→ **PROBLEM**:
The first line of the entries below, the line containing "the connection is", and every line between them should be repeated exactly, and nothing else.

(Collected data)
=====
//! WebSocket endpoint: admission, the per-connection session loop, and the
//! event dispatch that ties the registry, router and call board together.
//!
//! Each connection runs two halves: a writer task pumping the registry's
//! outbound queue into the socket, and the read loop below.  When the read
//! loop ends (close frame, transport error, client gone) the connection is
//! deregistered and any live call it was part of is torn down before the
//! socket task exits.

use axum::extract::ws::{Message, WebSocket, WebSocketUpgrade};
use axum::extract::{ConnectInfo, Query, State};
use axum::http::header::AUTHORIZATION;
use axum::http::HeaderMap;
use axum::response::Response;
use chrono::Utc;
use futures::{SinkExt, StreamExt};
use serde::Deserialize;
use std::net::SocketAddr;
use tracing::{debug, info, warn};

use skillswap_shared::{
    ClientEvent, ConnectionId, Identity, NotificationCategory, RoomId, ServerEvent,
};

use crate::api::AppState;
use crate::error::RelayError;
use crate::registry::SessionRegistry;

#[derive(Deserialize)]
pub struct ConnectParams {
    token: Option<String>,
}

/// `GET /ws?token=...` -- admit, then upgrade.
///
/// The bearer credential travels once at connection establishment (query
/// parameter or `Authorization` header), never per-message.  A rejection
/// surfaces its structured reason in the response body before the transport
/// is closed.
pub async fn ws_handler(
    State(state): State<AppState>,
    ConnectInfo(addr): ConnectInfo<SocketAddr>,
    Query(params): Query<ConnectParams>,
    headers: HeaderMap,
    ws: WebSocketUpgrade,
) -> Result<Response, RelayError> {
    if !state.limiter.allow(addr.ip()).await {
        return Err(RelayError::TooManyRequests);
    }

    let credential = params
        .token
        .as_deref()
        .or_else(|| bearer_from_headers(&headers));

    let identity = state.gatekeeper.admit(credential).await?;

    Ok(ws.on_upgrade(move |socket| connection_loop(state, socket, identity)))
}

fn bearer_from_headers(headers: &HeaderMap) -> Option<&str> {
    headers
        .get(AUTHORIZATION)?
        .to_str()
        .ok()?
        .strip_prefix("Bearer ")
}

async fn connection_loop(state: AppState, socket: WebSocket, identity: Identity) {
    let conn_id = ConnectionId::new();
    let (tx, mut rx) = SessionRegistry::channel();
    state.registry.register(conn_id, identity.clone(), tx).await;

    let (mut sink, mut stream) = socket.split();

    let writer = tokio::spawn(async move {
        while let Some(event) = rx.recv().await {
            match event.to_json() {
                Ok(text) => {
                    if sink.send(Message::Text(text)).await.is_err() {
                        break;
                    }
                }
                Err(e) => warn!(error = %e, "failed to serialize outbound event"),
            }
        }
    });

    while let Some(frame) = stream.next().await {
        let Ok(message) = frame else { break };
        match message {
            Message::Text(text) => handle_frame(&state, conn_id, &identity, &text).await,
            Message::Close(_) => break,
            // Ping/pong are answered by axum; binary frames are not part of
            // the protocol.
            _ => {}
        }
    }

    handle_disconnect(&state, conn_id, &identity).await;
    writer.abort();
}

/// Parse and dispatch one inbound frame.  Unparseable frames are logged and
/// dropped; nothing is surfaced to peers.
pub(crate) async fn handle_frame(
    state: &AppState,
    conn_id: ConnectionId,
    identity: &Identity,
    text: &str,
) {
    let event = match ClientEvent::from_json(text) {
        Ok(event) => event,
        Err(e) => {
            debug!(user = %identity.id.short(), error = %e, "dropping malformed frame");
            return;
        }
    };

    match event {
        ClientEvent::Join { room_id } => {
            // Personal rooms are joined at admission; honoring the explicit
            // join keeps older clients working, but only for their own room.
            if room_id.as_str() != identity.id.as_str() {
                warn!(
                    user = %identity.id.short(),
                    room = %room_id,
                    "join for a foreign personal room dropped"
                );
                return;
            }
            state.registry.join_room(conn_id, room_id).await;
        }

        ClientEvent::JoinCall { room_id } => {
            if !room_id.is_call_room_of(&identity.id) {
                warn!(
                    user = %identity.id.short(),
                    room = %room_id,
                    "join-call for a room the caller is not part of dropped"
                );
                return;
            }
            state.registry.join_room(conn_id, room_id).await;
        }

        ClientEvent::Offer {
            room_id,
            offer,
            call_type,
        } => {
            state.calls.on_offer(&room_id, &identity.id, call_type).await;
            state
                .router
                .send_to_room_except(
                    &room_id,
                    conn_id,
                    ServerEvent::Offer {
                        offer,
                        from: identity.id.clone(),
                        call_type,
                    },
                )
                .await;
        }

        ClientEvent::Answer { room_id, answer } => {
            state.calls.on_answer(&room_id).await;
            state
                .router
                .send_to_room_except(
                    &room_id,
                    conn_id,
                    ServerEvent::Answer {
                        answer,
                        from: identity.id.clone(),
                    },
                )
                .await;
        }

        ClientEvent::IceCandidate { room_id, candidate } => {
            // Forwarded unconditionally; buffering before the remote
            // description is set is the receiving client's concern.
            state
                .router
                .send_to_room_except(
                    &room_id,
                    conn_id,
                    ServerEvent::IceCandidate {
                        candidate,
                        from: identity.id.clone(),
                    },
                )
                .await;
        }

        ClientEvent::CallRejected { room_id } => {
            state.calls.on_reject(&room_id).await;
            state
                .router
                .send_to_room_except(
                    &room_id,
                    conn_id,
                    ServerEvent::CallRejected {
                        from: identity.id.clone(),
                    },
                )
                .await;
        }

        ClientEvent::CallEnded { room_id } => {
            state.calls.on_end(&room_id).await;
            state
                .router
                .send_to_room_except(
                    &room_id,
                    conn_id,
                    ServerEvent::CallEnded {
                        from: identity.id.clone(),
                    },
                )
                .await;
        }

        ClientEvent::SendMessage {
            receiver_id,
            message,
        } => {
            state
                .router
                .send_to_room(
                    &RoomId::personal(&receiver_id),
                    ServerEvent::ReceiveMessage {
                        sender: identity.id.clone(),
                        message,
                    },
                )
                .await;
        }

        ClientEvent::SendNotification { user_id, message } => {
            // Live-only push; durable notifications go through the
            // Notifier from domain logic instead.
            state
                .router
                .send_to_room(
                    &RoomId::personal(&user_id),
                    ServerEvent::ReceiveNotification {
                        category: NotificationCategory::System,
                        message,
                        sender: Some(identity.id.clone()),
                        timestamp: Utc::now(),
                    },
                )
                .await;
        }
    }
}

/// Deregister and treat connection loss as an implicit end for every call
/// room the connection was in with a live call.
pub(crate) async fn handle_disconnect(
    state: &AppState,
    conn_id: ConnectionId,
    identity: &Identity,
) {
    let rooms = state.registry.deregister(conn_id).await;

    for room in rooms {
        if !room.is_call_room_of(&identity.id) {
            continue;
        }
        if state.calls.on_peer_lost(&room).await {
            info!(room = %room, user = %identity.id.short(), "implicit call end after connection loss");
            state
                .router
                .send_to_room(
                    &room,
                    ServerEvent::CallEnded {
                        from: identity.id.clone(),
                    },
                )
                .await;
        }
    }
}
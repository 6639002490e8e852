//! Relay server binary.

use std::sync::Arc;

use tokio::sync::Mutex;
use tracing::info;
use tracing_subscriber::EnvFilter;

use skillswap_store::Database;

use skillswap_relay::api::{self, AppState};
use skillswap_relay::call::CallBoard;
use skillswap_relay::config::RelayConfig;
use skillswap_relay::fanout::Notifier;
use skillswap_relay::gatekeeper::{Gatekeeper, RevocationList, UserDirectory};
use skillswap_relay::limiter::AdmissionLimiter;
use skillswap_relay::registry::SessionRegistry;
use skillswap_relay::router::RoomRouter;

#[tokio::main]
async fn main() -> anyhow::Result<()> {
    // -----------------------------------------------------------------------
    // 1. Initialize tracing (respects RUST_LOG env var)
    // -----------------------------------------------------------------------
    tracing_subscriber::fmt()
        .with_env_filter(
            EnvFilter::try_from_default_env()
                .unwrap_or_else(|_| EnvFilter::new("info,skillswap_relay=debug")),
        )
        .init();

    info!("Starting SkillSwap relay v{}", env!("CARGO_PKG_VERSION"));

    // -----------------------------------------------------------------------
    // 2. Load configuration
    // -----------------------------------------------------------------------
    let config = RelayConfig::from_env();
    info!(
        addr = %config.http_addr,
        db = %config.db_path.display(),
        "Loaded configuration"
    );

    // -----------------------------------------------------------------------
    // 3. Initialize subsystems
    // -----------------------------------------------------------------------
    let db = Arc::new(Mutex::new(Database::open_at(&config.db_path)?));

    let registry = SessionRegistry::new();
    let router = RoomRouter::new(registry.clone());
    let calls = CallBoard::new();
    let notifier = Notifier::new(db, router.clone());

    let directory = UserDirectory::new();
    let revocations = RevocationList::new();
    let gatekeeper = Gatekeeper::new(&config.jwt_secret, directory, revocations.clone());

    let limiter = AdmissionLimiter::default();

    let state = AppState {
        registry,
        router,
        calls,
        notifier,
        gatekeeper,
        limiter: limiter.clone(),
        config: Arc::new(config.clone()),
    };

    // -----------------------------------------------------------------------
    // 4. Spawn background tasks
    // -----------------------------------------------------------------------

    // Periodic revocation cleanup: drop entries whose token lifetime has
    // elapsed (every 10 minutes).
    tokio::spawn(async move {
        let mut interval = tokio::time::interval(std::time::Duration::from_secs(600));
        loop {
            interval.tick().await;
            revocations.purge_expired().await;
        }
    });

    // Periodic rate-limit window cleanup (every 5 minutes).
    tokio::spawn(async move {
        let mut interval = tokio::time::interval(std::time::Duration::from_secs(300));
        loop {
            interval.tick().await;
            limiter.purge_stale().await;
        }
    });

    // -----------------------------------------------------------------------
    // 5. Run the HTTP/WebSocket server (blocks until shutdown)
    // -----------------------------------------------------------------------
    tokio::select! {
        result = api::serve(state, config.http_addr) => {
            if let Err(e) = result {
                tracing::error!(error = %e, "HTTP server failed");
                return Err(e);
            }
        }
        _ = tokio::signal::ctrl_c() => {
            info!("Received Ctrl+C, shutting down");
        }
    }

    Ok(())
}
=====
→ **THE ANSWER**:
//! WebSocket endpoint: admission, the per-connection session loop, and the
//! event dispatch that ties the registry, router and call board together.
//!
//! Each connection runs two halves: a writer task pumping the registry's
//! outbound queue into the socket, and the read loop below.  When the read
//! loop ends (close frame, transport error, client gone) the connection is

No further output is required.